The Head of the Homefront Command Maj.-Gen. Rafi Milo, signed the order for the apartment of Udai Tamimi in the Shuafat refugee camp next to the capital of Jerusalem.
Lazar, 18 years old from Bat Hefer, was killed after Tamimi opened fire on her and a group of security guards at point-blank range after casually exiting a car at the crossing.
A 30-year-old security guard, David Morel was in serious condition with bullet wounds to the head and underwent surgery following the attack. He was released to Loewenstein Hospital Rehabilitation Center in Ra’anana in early November.
Morel moved to Israel from Brazil in 2017 and joined the IDF as a lone soldier. He became a security guard following his release from the military.
A third soldier was lightly injured in the attack.
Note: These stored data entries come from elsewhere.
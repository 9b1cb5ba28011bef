//! Best-effort existence checks against YouTube's public oEmbed endpoint.
//!
//! A probe never hides a video because of a network problem: only a clear
//! "not found"-style answer marks it unavailable.

use futures::stream::{self, StreamExt};
use reqwest::{Client, StatusCode};
use tokio::sync::mpsc;
use tracing::debug;

use crate::constants::constants;

#[derive(Debug, Clone, Copy, PartialEq, Eq, PartialOrd, Ord)]
pub enum Availability {
  Available,
  Unavailable,
}

/// Result of probing one video id.
#[derive(Debug, Clone, PartialEq, Eq)]
pub struct ProbeResult {
  pub video_id: String,
  pub availability: Availability,
}

/// Map an oEmbed response status to an availability verdict.
pub fn classify_status(status: StatusCode) -> Availability {
  if status.is_success() {
    return Availability::Available;
  }
  match status {
    StatusCode::BAD_REQUEST | StatusCode::UNAUTHORIZED | StatusCode::FORBIDDEN | StatusCode::NOT_FOUND => {
      Availability::Unavailable
    }
    _ => Availability::Available,
  }
}

async fn probe_url(client: &Client, url: &str) -> Availability {
  match client.get(url).send().await {
    Ok(response) => classify_status(response.status()),
    Err(e) => {
      debug!(url = %url, err = %e, "probe: request failed, treating as available");
      Availability::Available
    }
  }
}

/// Probe every id against the oEmbed endpoint with bounded concurrency,
/// sending each verdict through `tx` as it arrives. Stops early if the
/// receiver is gone.
pub async fn probe_all(client: Client, video_ids: Vec<String>, tx: mpsc::Sender<ProbeResult>) {
  probe_all_at(client, video_ids, tx, |id| constants().oembed_url_for(id)).await
}

async fn probe_all_at<F>(client: Client, video_ids: Vec<String>, tx: mpsc::Sender<ProbeResult>, url_for: F)
where
  F: Fn(&str) -> String,
{
  stream::iter(video_ids)
    .map(|video_id| {
      let client = client.clone();
      let tx = tx.clone();
      let url = url_for(&video_id);
      async move {
        if tx.is_closed() {
          return;
        }
        let availability = probe_url(&client, &url).await;
        let _ = tx.send(ProbeResult { video_id, availability }).await;
      }
    })
    .buffer_unordered(constants().probe_concurrency.max(1))
    .collect::<()>()
    .await;
}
Ten days after the deadly attack at the crossing, Tamimi was killed while attempting to carry out a shooting attack near the city of Maale Adumim. He was shot dead by a security guard and a grenade was found on his body. It’s believed that he used the same gun during the second attack as the one used in the attack at the Shuafat checkpoint.
While some NGOs and human rights organizations criticize the army for using collective punishment by demolishing the homes of the terrorist’s families, the IDF believes they are a key deterrent to stop other potential attackers.
Seven homes were demolished by Israeli security forces over the past year.
Agreement between Kochavi and Border Police
Last month IDF Chief of Staff Lt.-Gen. Aviv Kohavi came to an agreement with the Border Police commander Chief Amir Cohen to remove IDF soldiers belonging to the Erez Battalion of the Military Police from the Shuafat checkpoint.
The decision was made after Kohavi was presented with an investigation by the border police about the incident, at the end of which disciplinary measures and impeachment were carried out against border police officers for their responsibility for the incident, including the checkpoint commander and other officers, who will be discharged.
The investigation into the attack found several issues with the functioning of the troops and police officers stationed at the checkpoint and that allowing pedestrians to routinely be around to walk around the checkpoint area was a “severe error” that allowed the attack to take place.
“Border Police soldiers stationed there did not respond as expected,” the probe said.